Under the Government of Alberta’s Liability Management Framework, the AER’s Inventory Reduction Program (described in Directive 088: Licensee Life-Cycle Management) includes setting an annual industry-wide closure spend requirement. We review the closure spend amount each year and adjust it based on several factors, such as market conditions and the previous year’s closure spending by licensees. We also consider the closure work completed by the industry-funded Orphan Well Association.
Closure spend requirements increase the amount of closure work in the province as licensees are required to spend a minimum amount annually on decommissioning, remediating, and reclaiming their oil and gas sites. These requirements are referred to as closure quotas in section 3.014 of the Oil and Gas Conservation Rules.
The industry-wide closure spend requirement for 2026 is $750 million.
Starting in the 2026 closure spend year, we are discontinuing the two-rate approach for assigning a licensee’s mandatory closure spend. Instead, each licensee will be assigned its proportionate share of the industry-wide closure spend requirement.

Manual 023: Licensee Life-Cycle Management has been updated to reflect this change.
Exemption from Mandatory Closure Spend
Licensees meeting all of the following criteria on September 2, 2025, will be exempt from the 2026 mandatory spend requirement:
- Peer group of Producer, Micro, or Junior Dry Gas (refer to section 2.1.2.1 of Manual 023).
- Total magnitude of estimated liability is low (refer to section 2.1.1.2 of Manual 023).

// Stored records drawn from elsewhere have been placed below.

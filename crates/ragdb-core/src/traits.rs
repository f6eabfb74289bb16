/// The embedding collaborator consumed by the engine.
///
/// Implementations may call a local model or a remote API. Calls are
/// blocking; the hybrid engine drives them from a blocking task pool.
pub trait Embedder: Send + Sync {
    /// Stable identifier for the provider/model, e.g. `hash:xxh64-bow:d384`.
    /// Persisted as the schema fingerprint of the vector space.
    fn embedder_id(&self) -> &str;
    /// Embedding dimensionality (D).
    fn dim(&self) -> usize;
    /// Compute the embedding of one text.
    fn embed(&self, text: &str) -> anyhow::Result<Vec<f32>>;

    fn embed_batch(&self, texts: &[String]) -> anyhow::Result<Vec<Vec<f32>>> {
        texts.iter().map(|t| self.embed(t)).collect()
    }
}

impl<E: Embedder + ?Sized> Embedder for Box<E> {
    fn embedder_id(&self) -> &str { (**self).embedder_id() }
    fn dim(&self) -> usize { (**self).dim() }
    fn embed(&self, text: &str) -> anyhow::Result<Vec<f32>> { (**self).embed(text) }
}

impl<E: Embedder + ?Sized> Embedder for std::sync::Arc<E> {
    fn embedder_id(&self) -> &str { (**self).embedder_id() }
    fn dim(&self) -> usize { (**self).dim() }
    fn embed(&self, text: &str) -> anyhow::Result<Vec<f32>> { (**self).embed(text) }
}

- Are compliant with the financial submission requirements set out in section 4.4 and 5 of Directive 067: Eligibility Requirements for Acquiring and Holding Energy Licences and Approvals.
- Not involved in a Companies’ Creditors Arrangement Act process.
This exemption is an exceptional circumstance resulting from continued low natural gas prices. We will directly contact all micro and junior dry gas producers that qualify for this exemption.
Banked Spend
We will allow licensees who exceed their minimum mandatory spend by 20% to “bank” this exceedance between 2025 and 2027. To bank excess eligible closure spend, the licensee must meet both of the following criteria:
- A licensee must be compliant with AER requirements.
- A licensee’s eligible reported spend must exceed their minimum mandatory spend by 20% in either 2025 or 2026.
If the licensee exceeds the minimum mandatory spend in 2025, the banked spend can be applied in either 2026 or 2027. If the licensee exceeds the minimum mandatory spend in 2026, the banked spend can be applied in 2027.
If a licensee amalgamates or transfers licences during the mandatory spend year, we will adjust the licensee’s mandatory spend to account for the licensee’s updated inactive liability. Licensees that received an exemption as a micro and junior dry gas producer for the 2025 and 2026 mandatory spend years will not be able to bank spend.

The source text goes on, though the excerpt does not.